Stored items

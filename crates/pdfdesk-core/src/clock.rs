#![forbid(unsafe_code)]

//! Time sources for the cooperative scheduler.
//!
//! Every timestamp in pdfdesk is a [`Duration`] measured from the origin of a
//! [`Clock`]. Two sources exist:
//!
//! - [`MonotonicClock`] reads `web_time::Instant`, so it works on native
//!   targets and in the browser alike.
//! - [`ManualClock`] only moves when told to. Tests and replay tooling use
//!   it to drive timers deterministically without sleeping.
//!
//! # Example
//!
//! ```
//! use pdfdesk_core::clock::Clock;
//! use std::time::Duration;
//!
//! let clock = Clock::manual();
//! let handle = clock.as_manual().unwrap().clone();
//! handle.advance(Duration::from_millis(150));
//! assert_eq!(clock.now(), Duration::from_millis(150));
//! ```

use std::cell::Cell;
use std::rc::Rc;
use std::time::Duration;
use web_time::Instant;

/// A time source. Cloning shares the underlying state.
#[derive(Debug, Clone)]
pub enum Clock {
    /// Wall-clock monotonic time.
    Monotonic(MonotonicClock),
    /// Explicitly advanced virtual time.
    Manual(ManualClock),
}

impl Clock {
    /// A clock backed by the platform's monotonic timer.
    #[must_use]
    pub fn monotonic() -> Self {
        Self::Monotonic(MonotonicClock::new())
    }

    /// A virtual clock starting at zero.
    #[must_use]
    pub fn manual() -> Self {
        Self::Manual(ManualClock::new())
    }

    /// Time elapsed since the clock origin.
    #[must_use]
    pub fn now(&self) -> Duration {
        match self {
            Self::Monotonic(clock) => clock.now(),
            Self::Manual(clock) => clock.now(),
        }
    }

    /// The manual handle, if this clock is virtual.
    #[must_use]
    pub fn as_manual(&self) -> Option<&ManualClock> {
        match self {
            Self::Manual(clock) => Some(clock),
            Self::Monotonic(_) => None,
        }
    }

    /// Whether this clock only moves when advanced explicitly.
    #[must_use]
    pub fn is_manual(&self) -> bool {
        matches!(self, Self::Manual(_))
    }
}

impl Default for Clock {
    fn default() -> Self {
        Self::monotonic()
    }
}

/// Monotonic time measured from the moment the clock was created.
#[derive(Debug, Clone, Copy)]
pub struct MonotonicClock {
    origin: Instant,
}

impl MonotonicClock {
    #[must_use]
    pub fn new() -> Self {
        Self {
            origin: Instant::now(),
        }
    }

    #[must_use]
    pub fn now(&self) -> Duration {
        self.origin.elapsed()
    }
}

impl Default for MonotonicClock {
    fn default() -> Self {
        Self::new()
    }
}

/// Virtual time shared between every clone of the handle.
///
/// # Invariants
///
/// 1. Time starts at zero.
/// 2. Time never moves backwards: [`set`](Self::set) to an earlier instant
///    is ignored.
#[derive(Debug, Clone, Default)]
pub struct ManualClock {
    now: Rc<Cell<Duration>>,
}

impl ManualClock {
    #[must_use]
    pub fn new() -> Self {
        Self::default()
    }

    #[must_use]
    pub fn now(&self) -> Duration {
        self.now.get()
    }

    /// Move time forward by `by`.
    pub fn advance(&self, by: Duration) {
        self.now.set(self.now.get().saturating_add(by));
    }

    /// Jump to `at`. Returns `false` (and leaves time unchanged) if `at` lies
    /// in the past.
    pub fn set(&self, at: Duration) -> bool {
        if at < self.now.get() {
            return false;
        }
        self.now.set(at);
        true
    }
}

#[cfg(test)]
mod tests {
    use super::*;

    #[test]
    fn manual_clock_starts_at_zero() {
        let clock = ManualClock::new();
        assert_eq!(clock.now(), Duration::ZERO);
    }

    #[test]
    fn manual_clock_advance_accumulates() {
        let clock = ManualClock::new();
        clock.advance(Duration::from_millis(100));
        clock.advance(Duration::from_millis(50));
        assert_eq!(clock.now(), Duration::from_millis(150));
    }

    #[test]
    fn manual_clock_never_moves_backwards() {
        let clock = ManualClock::new();
        assert!(clock.set(Duration::from_millis(300)));
        assert!(!clock.set(Duration::from_millis(200)));
        assert_eq!(clock.now(), Duration::from_millis(300));
    }

    #[test]
    fn manual_clones_share_time() {
        let clock = Clock::manual();
        let handle = clock.as_manual().unwrap().clone();
        handle.advance(Duration::from_secs(2));
        assert_eq!(clock.now(), Duration::from_secs(2));
        assert!(clock.is_manual());
    }

    #[test]
    fn monotonic_clock_is_not_manual() {
        let clock = Clock::monotonic();
        assert!(clock.as_manual().is_none());
        let first = clock.now();
        assert!(clock.now() >= first);
    }
}
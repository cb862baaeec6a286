#![forbid(unsafe_code)]

//! Error taxonomy shared by the pdfdesk crates.
//!
//! Timing errors are narrow: a bad delay is rejected when a wrapper is
//! constructed, and errors raised by a wrapped function surface from the
//! scheduler tick that ran it. Calling `undo`/`redo` on an empty stack is not
//! an error at all; it yields `None`.

use std::convert::Infallible;
use thiserror::Error;

/// Error returned by a scheduled callback or a wrapped function.
pub type CallbackError = Box<dyn std::error::Error + 'static>;

/// Errors from the timing layer.
#[derive(Debug, Error)]
pub enum TimingError {
    /// A caller passed an out-of-range argument.
    #[error("invalid argument `{what}`: {reason} (got {value})")]
    InvalidArgument {
        what: &'static str,
        reason: &'static str,
        value: f64,
    },

    /// `advance_by` only makes sense for virtual time.
    #[error("advancing time requires a scheduler driven by a manual clock")]
    ManualClockRequired,

    /// A callback fired by the scheduler returned an error.
    #[error("scheduled callback failed: {0}")]
    Callback(#[source] CallbackError),
}

impl TimingError {
    pub(crate) fn negative_delay(value: f64) -> Self {
        Self::InvalidArgument {
            what: "delay",
            reason: "must be a finite, non-negative number of milliseconds",
            value,
        }
    }
}

impl From<Infallible> for TimingError {
    fn from(never: Infallible) -> Self {
        match never {}
    }
}

/// Errors from loading a [`RuntimeConfig`](crate::RuntimeConfig).
#[derive(Debug, Error)]
pub enum ConfigError {
    #[error("failed to read configuration: {0}")]
    Io(#[from] std::io::Error),

    #[error("invalid TOML configuration: {0}")]
    Toml(#[from] toml::de::Error),

    #[error("invalid JSON configuration: {0}")]
    Json(#[from] serde_json::Error),

    /// The configuration parsed but failed validation.
    #[error("configuration rejected: {}", .0.join("; "))]
    Invalid(Vec<String>),
}

/// Return types a wrapped function may have.
///
/// Infallible callbacks return `()`. Fallible ones return `Result<(), E>`;
/// the error is boxed and handed to whoever drives the invocation.
pub trait CallbackOutput {
    fn into_result(self) -> Result<(), CallbackError>;
}

impl CallbackOutput for () {
    fn into_result(self) -> Result<(), CallbackError> {
        Ok(())
    }
}

impl<E: Into<CallbackError>> CallbackOutput for Result<(), E> {
    fn into_result(self) -> Result<(), CallbackError> {
        self.map_err(Into::into)
    }
}

#[cfg(test)]
mod tests {
    use super::*;

    #[test]
    fn unit_output_is_ok() {
        assert!(().into_result().is_ok());
    }

    #[test]
    fn result_output_boxes_error() {
        let out: Result<(), String> = Err("disk full".to_string());
        let err = out.into_result().unwrap_err();
        assert_eq!(err.to_string(), "disk full");
    }

    #[test]
    fn invalid_argument_message_names_field() {
        let err = TimingError::negative_delay(-5.0);
        let msg = err.to_string();
        assert!(msg.contains("delay"));
        assert!(msg.contains("-5"));
    }

    #[test]
    fn callback_error_exposes_source() {
        use std::error::Error as _;
        let err = TimingError::Callback("boom".into());
        assert_eq!(err.source().map(|s| s.to_string()), Some("boom".into()));
    }

    #[test]
    fn invalid_config_joins_messages() {
        let err = ConfigError::Invalid(vec!["a".into(), "b".into()]);
        assert_eq!(err.to_string(), "configuration rejected: a; b");
    }
}
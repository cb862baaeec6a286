#![forbid(unsafe_code)]

//! Cooperative timer queue.
//!
//! [`Scheduler`] is the "run this callback after N milliseconds" / "cancel a
//! previously scheduled callback" primitive. It never spawns threads and
//! never fires anything on its own: timers fire only when the owner drives
//! the queue with [`run_due`](Scheduler::run_due),
//! [`advance_by`](Scheduler::advance_by), or
//! [`run_until_idle`](Scheduler::run_until_idle).
//!
//! # Invariants
//!
//! 1. Timers fire in `(deadline, arm order)` order.
//! 2. [`cancel`](Scheduler::cancel) is synchronous and idempotent; a cancelled
//!    timer never fires.
//! 3. No borrow of the queue is held while a callback runs, so callbacks may
//!    schedule or cancel freely.
//! 4. A failing callback does not stop the other due timers; the first error
//!    is returned once the batch has run.
//! 5. A tick only fires timers armed before it started. A zero-delay timer
//!    armed by a callback waits for the next tick, so a callback that keeps
//!    re-arming itself cannot stall a single drive call.
//!
//! # Example
//!
//! ```
//! use pdfdesk_runtime::timing::{Delay, Scheduler};
//! use std::cell::Cell;
//! use std::rc::Rc;
//! use std::time::Duration;
//!
//! let scheduler = Scheduler::manual();
//! let fired = Rc::new(Cell::new(false));
//! let flag = Rc::clone(&fired);
//! scheduler.schedule(Delay::from_millis(300), move || flag.set(true));
//!
//! scheduler.advance_by(Duration::from_millis(299)).unwrap();
//! assert!(!fired.get());
//! scheduler.advance_by(Duration::from_millis(1)).unwrap();
//! assert!(fired.get());
//! ```

use std::cell::RefCell;
use std::collections::{BTreeMap, HashMap};
use std::fmt;
use std::rc::{Rc, Weak};
use std::time::Duration;

use pdfdesk_core::{CallbackError, CallbackOutput, Clock, Delay, TimingError};
use tracing::{debug, warn};

type TimerCallback = Box<dyn FnOnce() -> Result<(), CallbackError>>;

/// Handle to a scheduled timer.
///
/// Ids are allocated in arm order and never reused by the same scheduler.
#[derive(Debug, Clone, Copy, PartialEq, Eq, Hash, PartialOrd, Ord)]
pub struct TimerId(u64);

impl TimerId {
    #[must_use]
    pub const fn raw(self) -> u64 {
        self.0
    }
}

struct SchedulerInner {
    clock: Clock,
    next_id: u64,
    /// Keyed by deadline, then id, which gives FIFO order among equal deadlines.
    queue: BTreeMap<(Duration, TimerId), TimerCallback>,
    deadlines: HashMap<TimerId, Duration>,
}

/// A single-threaded cooperative timer queue.
///
/// Cloning yields another handle to the same queue.
#[derive(Clone)]
pub struct Scheduler {
    inner: Rc<RefCell<SchedulerInner>>,
}

/// Non-owning handle, for callbacks that need to re-arm without keeping the
/// scheduler alive.
#[derive(Clone)]
pub struct WeakScheduler {
    inner: Weak<RefCell<SchedulerInner>>,
}

impl WeakScheduler {
    #[must_use]
    pub fn upgrade(&self) -> Option<Scheduler> {
        self.inner.upgrade().map(|inner| Scheduler { inner })
    }
}

impl fmt::Debug for Scheduler {
    fn fmt(&self, f: &mut fmt::Formatter<'_>) -> fmt::Result {
        let inner = self.inner.borrow();
        f.debug_struct("Scheduler")
            .field("now", &inner.clock.now())
            .field("manual", &inner.clock.is_manual())
            .field("pending", &inner.queue.len())
            .finish()
    }
}

impl Default for Scheduler {
    fn default() -> Self {
        Self::monotonic()
    }
}

impl Scheduler {
    #[must_use]
    pub fn new(clock: Clock) -> Self {
        Self {
            inner: Rc::new(RefCell::new(SchedulerInner {
                clock,
                next_id: 0,
                queue: BTreeMap::new(),
                deadlines: HashMap::new(),
            })),
        }
    }

    /// A scheduler on virtual time starting at zero.
    #[must_use]
    pub fn manual() -> Self {
        Self::new(Clock::manual())
    }

    /// A scheduler on the platform monotonic clock.
    #[must_use]
    pub fn monotonic() -> Self {
        Self::new(Clock::monotonic())
    }

    #[must_use]
    pub fn downgrade(&self) -> WeakScheduler {
        WeakScheduler {
            inner: Rc::downgrade(&self.inner),
        }
    }

    /// The clock driving this scheduler (shares state with it).
    #[must_use]
    pub fn clock(&self) -> Clock {
        self.inner.borrow().clock.clone()
    }

    #[must_use]
    pub fn now(&self) -> Duration {
        self.inner.borrow().clock.now()
    }

    // ====================================================================
    // Arming
    // ====================================================================

    /// Run `callback` once `delay` has elapsed.
    pub fn schedule<F, R>(&self, delay: impl Into<Delay>, callback: F) -> TimerId
    where
        F: FnOnce() -> R + 'static,
        R: CallbackOutput,
    {
        let delay = delay.into();
        let mut inner = self.inner.borrow_mut();
        let id = TimerId(inner.next_id);
        inner.next_id += 1;
        let deadline = inner.clock.now().saturating_add(delay.as_duration());
        inner
            .queue
            .insert((deadline, id), Box::new(move || callback().into_result()));
        inner.deadlines.insert(id, deadline);
        debug!(
            timer = id.0,
            delay_ms = delay.as_millis_f64(),
            deadline_us = deadline.as_micros() as u64,
            "timer armed"
        );
        id
    }

    /// Cancel a pending timer. Returns `false` if it already fired or was
    /// already cancelled.
    pub fn cancel(&self, id: TimerId) -> bool {
        let mut inner = self.inner.borrow_mut();
        let Some(deadline) = inner.deadlines.remove(&id) else {
            return false;
        };
        inner.queue.remove(&(deadline, id));
        debug!(timer = id.0, "timer cancelled");
        true
    }

    #[must_use]
    pub fn is_pending(&self, id: TimerId) -> bool {
        self.inner.borrow().deadlines.contains_key(&id)
    }

    #[must_use]
    pub fn pending_count(&self) -> usize {
        self.inner.borrow().queue.len()
    }

    /// Deadline of the earliest pending timer.
    #[must_use]
    pub fn next_deadline(&self) -> Option<Duration> {
        self.inner
            .borrow()
            .queue
            .keys()
            .next()
            .map(|(deadline, _)| *deadline)
    }

    // ====================================================================
    // Driving
    // ====================================================================

    /// Fire every timer whose deadline is at or before the current time.
    ///
    /// This is one tick. Returns the number of callbacks run, or the first
    /// callback error.
    pub fn run_due(&self) -> Result<usize, TimingError> {
        let mut first_error = None;
        let fired = self.tick(self.now(), &mut first_error);
        finish(fired, first_error)
    }

    /// Advance a manual clock by `by`, firing timers at their exact
    /// deadlines along the way (including timers armed by those callbacks).
    ///
    /// Each distinct instant gets one tick. Zero-delay timers armed during a
    /// tick fire at the next instant the clock stops at; at the final instant
    /// they stay pending for the next drive call.
    pub fn advance_by(&self, by: Duration) -> Result<usize, TimingError> {
        let clock = self.clock();
        let Some(manual) = clock.as_manual() else {
            return Err(TimingError::ManualClockRequired);
        };
        let target = manual.now().saturating_add(by);
        let mut first_error = None;
        let mut fired = 0;
        let mut last_tick: Option<Duration> = None;
        while let Some(next) = self.next_deadline() {
            let mut at = next.max(manual.now());
            if last_tick == Some(at) {
                // Only timers armed by the previous tick are left at `at`.
                at = self
                    .next_deadline_after(at)
                    .filter(|d| *d <= target)
                    .unwrap_or(target);
                if last_tick == Some(at) {
                    break;
                }
            }
            if at > target {
                break;
            }
            manual.set(at);
            fired += self.tick(at, &mut first_error);
            last_tick = Some(at);
        }
        manual.set(target);
        finish(fired, first_error)
    }

    /// Fire timers until the queue is empty.
    ///
    /// A monotonic clock is waited on with `std::thread::sleep`; a manual
    /// clock jumps straight to each deadline. A callback that keeps
    /// re-arming itself keeps this loop alive.
    pub fn run_until_idle(&self) -> Result<usize, TimingError> {
        let clock = self.clock();
        let mut first_error = None;
        let mut fired = 0;
        while let Some(deadline) = self.next_deadline() {
            let now = clock.now();
            if deadline > now {
                match clock.as_manual() {
                    Some(manual) => {
                        manual.set(deadline);
                    }
                    None => std::thread::sleep(deadline - now),
                }
            }
            fired += self.tick(clock.now(), &mut first_error);
        }
        finish(fired, first_error)
    }

    /// Earliest deadline strictly later than `at`.
    fn next_deadline_after(&self, at: Duration) -> Option<Duration> {
        let from = (at.saturating_add(Duration::from_nanos(1)), TimerId(0));
        self.inner
            .borrow()
            .queue
            .range(from..)
            .next()
            .map(|((deadline, _), _)| *deadline)
    }

    /// Pop the earliest timer due at `now` that was armed before `fence`.
    fn pop_due(&self, now: Duration, fence: u64) -> Option<(TimerId, TimerCallback)> {
        let mut inner = self.inner.borrow_mut();
        let key = inner
            .queue
            .keys()
            .take_while(|(deadline, _)| *deadline <= now)
            .find(|(_, id)| id.0 < fence)
            .copied()?;
        let callback = inner.queue.remove(&key)?;
        inner.deadlines.remove(&key.1);
        Some((key.1, callback))
    }

    fn tick(&self, now: Duration, first_error: &mut Option<CallbackError>) -> usize {
        let fence = self.inner.borrow().next_id;
        let mut fired = 0;
        while let Some((id, callback)) = self.pop_due(now, fence) {
            fired += 1;
            debug!(timer = id.0, now_us = now.as_micros() as u64, "timer fired");
            if let Err(err) = callback() {
                warn!(timer = id.0, error = %err, "timer callback failed");
                if first_error.is_none() {
                    *first_error = Some(err);
                }
            }
        }
        fired
    }
}

fn finish(fired: usize, first_error: Option<CallbackError>) -> Result<usize, TimingError> {
    match first_error {
        Some(err) => Err(TimingError::Callback(err)),
        None => Ok(fired),
    }
}
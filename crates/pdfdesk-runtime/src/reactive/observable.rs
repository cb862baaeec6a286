#![forbid(unsafe_code)]

//! Observable value wrapper with change notification and version tracking.
//!
//! # Design
//!
//! [`Observable<T>`] wraps a value of type `T` in shared, reference-counted
//! storage (`Rc<RefCell<..>>`). When the value changes (determined by
//! `PartialEq`), all live listeners are notified in registration order.
//!
//! # Failure Modes
//!
//! - **Listener leak**: If [`Subscription`] guards are stored indefinitely,
//!   listeners accumulate. Dead weak references are pruned lazily during
//!   notification.
//! - **Re-entrant set**: A listener may call `set()` on the observable that
//!   notified it. The nested notification runs to completion first; listeners
//!   later in the outer pass still receive the value the outer `set` stored.

use std::cell::RefCell;
use std::fmt;
use std::rc::{Rc, Weak};

use tracing::trace;

type ListenerRc<T> = Rc<dyn Fn(&T)>;
type ListenerWeak<T> = Weak<dyn Fn(&T)>;

struct ObservableInner<T> {
    value: T,
    version: u64,
    /// Listeners stored as weak references. Dead entries are pruned on notify.
    listeners: Vec<ListenerWeak<T>>,
}

/// A shared, version-tracked value with change notification.
///
/// Cloning an `Observable` creates a new handle to the **same** inner state.
///
/// # Invariants
///
/// 1. `version` increments by exactly 1 on each value-changing mutation.
/// 2. `set(v)` where `v == current` is a no-op.
/// 3. Listeners are notified in registration order.
/// 4. A listener whose [`Subscription`] was dropped is never called again.
pub struct Observable<T> {
    inner: Rc<RefCell<ObservableInner<T>>>,
}

impl<T> Clone for Observable<T> {
    fn clone(&self) -> Self {
        Self {
            inner: Rc::clone(&self.inner),
        }
    }
}

impl<T: fmt::Debug> fmt::Debug for Observable<T> {
    fn fmt(&self, f: &mut fmt::Formatter<'_>) -> fmt::Result {
        let inner = self.inner.borrow();
        f.debug_struct("Observable")
            .field("value", &inner.value)
            .field("version", &inner.version)
            .field("listener_count", &inner.listeners.len())
            .finish()
    }
}

impl<T: Clone + PartialEq + 'static> Observable<T> {
    #[must_use]
    pub fn new(value: T) -> Self {
        Self {
            inner: Rc::new(RefCell::new(ObservableInner {
                value,
                version: 0,
                listeners: Vec::new(),
            })),
        }
    }

    /// Get a clone of the current value.
    #[must_use]
    pub fn get(&self) -> T {
        self.inner.borrow().value.clone()
    }

    /// Access the current value by reference without cloning.
    pub fn with<R>(&self, f: impl FnOnce(&T) -> R) -> R {
        f(&self.inner.borrow().value)
    }

    /// Replace the value, notifying listeners if it changed.
    pub fn set(&self, value: T) {
        {
            let mut inner = self.inner.borrow_mut();
            if inner.value == value {
                return;
            }
            inner.value = value;
            inner.version += 1;
        }
        self.notify();
    }

    /// Modify the value in place. Listeners are notified only if the result
    /// differs from the value before `f` ran.
    pub fn update(&self, f: impl FnOnce(&mut T)) {
        let changed = {
            let mut inner = self.inner.borrow_mut();
            let old = inner.value.clone();
            f(&mut inner.value);
            if inner.value != old {
                inner.version += 1;
                true
            } else {
                false
            }
        };
        if changed {
            self.notify();
        }
    }

    /// Register a change listener.
    ///
    /// Returns a [`Subscription`] guard; dropping it unsubscribes.
    pub fn subscribe(&self, listener: impl Fn(&T) + 'static) -> Subscription {
        let strong: ListenerRc<T> = Rc::new(listener);
        self.inner
            .borrow_mut()
            .listeners
            .push(Rc::downgrade(&strong));
        Subscription {
            _guard: Box::new(strong),
        }
    }

    #[must_use]
    pub fn version(&self) -> u64 {
        self.inner.borrow().version
    }

    /// Registered listeners, including dead ones not yet pruned.
    #[must_use]
    pub fn listener_count(&self) -> usize {
        self.inner.borrow().listeners.len()
    }

    fn notify(&self) {
        // Collect first so no borrow is held while listeners run.
        let listeners: Vec<ListenerRc<T>> = {
            let mut inner = self.inner.borrow_mut();
            inner.listeners.retain(|w| w.strong_count() > 0);
            inner.listeners.iter().filter_map(|w| w.upgrade()).collect()
        };
        if listeners.is_empty() {
            return;
        }

        let (value, version) = {
            let inner = self.inner.borrow();
            (inner.value.clone(), inner.version)
        };
        trace!(listeners = listeners.len(), version, "observable changed");
        for listener in &listeners {
            listener(&value);
        }
    }
}

/// RAII guard for a listener.
///
/// Dropping it makes the listener unreachable: the strong `Rc` goes away,
/// so the observable's `Weak` no longer upgrades.
#[must_use = "dropping a Subscription unsubscribes immediately"]
pub struct Subscription {
    _guard: Box<dyn std::any::Any>,
}

impl Subscription {
    /// Explicitly unsubscribe. Equivalent to dropping the guard.
    pub fn unsubscribe(self) {}
}

impl fmt::Debug for Subscription {
    fn fmt(&self, f: &mut fmt::Formatter<'_>) -> fmt::Result {
        f.debug_struct("Subscription").finish_non_exhaustive()
    }
}

// ---------------------------------------------------------------------------
// Tests
// ---------------------------------------------------------------------------
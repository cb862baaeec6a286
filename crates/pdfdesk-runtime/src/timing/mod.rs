#![forbid(unsafe_code)]

//! Timing control: debounced and throttled views over changing values and
//! callable functions.
//!
//! # Architecture
//!
//! ```text
//!  Observable<T> ──change──► DebouncedValue / ThrottledValue ──► Observable<T>
//!                                 │
//!  caller ──call(args)──► DebouncedFn / ThrottledFn ──► wrapped FnMut(A)
//!                                 │ arm / cancel
//!                                 ▼
//!                        Scheduler (cooperative timer queue, Clock)
//! ```
//!
//! Every wrapper keeps an explicit state struct (pending timer handle, last
//! accepted timestamp) and holds at most one pending timer. Cancellation is
//! synchronous: once `cancel()` returns, the cancelled invocation can no
//! longer fire. Dropping a wrapper cancels its pending timer.
//!
//! # Throttle policies
//!
//! | Policy                            | In-window input                   |
//! |-----------------------------------|-----------------------------------|
//! | [`ThrottlePolicy::DropLate`]      | discarded                         |
//! | [`ThrottlePolicy::DeferTrailing`] | latest kept, fired at window end  |
//!
//! [`ThrottledValue`] defaults to `DropLate`, [`ThrottledFn`] to
//! `DeferTrailing`.

pub mod debounce;
pub mod scheduler;
pub mod throttle;

use std::cell::RefCell;

pub use debounce::{DebouncedFn, DebouncedValue};
pub use pdfdesk_core::{CallbackError, CallbackOutput, Delay, ThrottlePolicy, TimingError};
pub use scheduler::{Scheduler, TimerId, WeakScheduler};
pub use throttle::{Invocation, ThrottledFn, ThrottledValue};

/// A wrapped function with its return type normalised.
pub(crate) type BoxedTarget<A> = Box<dyn FnMut(A) -> Result<(), CallbackError>>;

pub(crate) fn boxed_target<A, R, F>(mut f: F) -> RefCell<BoxedTarget<A>>
where
    F: FnMut(A) -> R + 'static,
    R: CallbackOutput,
{
    RefCell::new(Box::new(move |args| f(args).into_result()))
}

/// Whether the wrapped function is on the stack right now.
pub(crate) fn is_running<A>(target: &RefCell<BoxedTarget<A>>) -> bool {
    target.try_borrow_mut().is_err()
}

/// Run the wrapped function. A call that would re-enter it is refused with
/// an error instead of running nested.
pub(crate) fn invoke<A>(target: &RefCell<BoxedTarget<A>>, args: A) -> Result<(), CallbackError> {
    let mut target = target
        .try_borrow_mut()
        .map_err(|_| CallbackError::from("wrapped function is already running"))?;
    (*target)(args)
}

EXERCISE DIRECTIONS: Across all lines of the data above, count those that contain the word "window", giving the number without further comment.

ANSWER FOR THE TASK: 2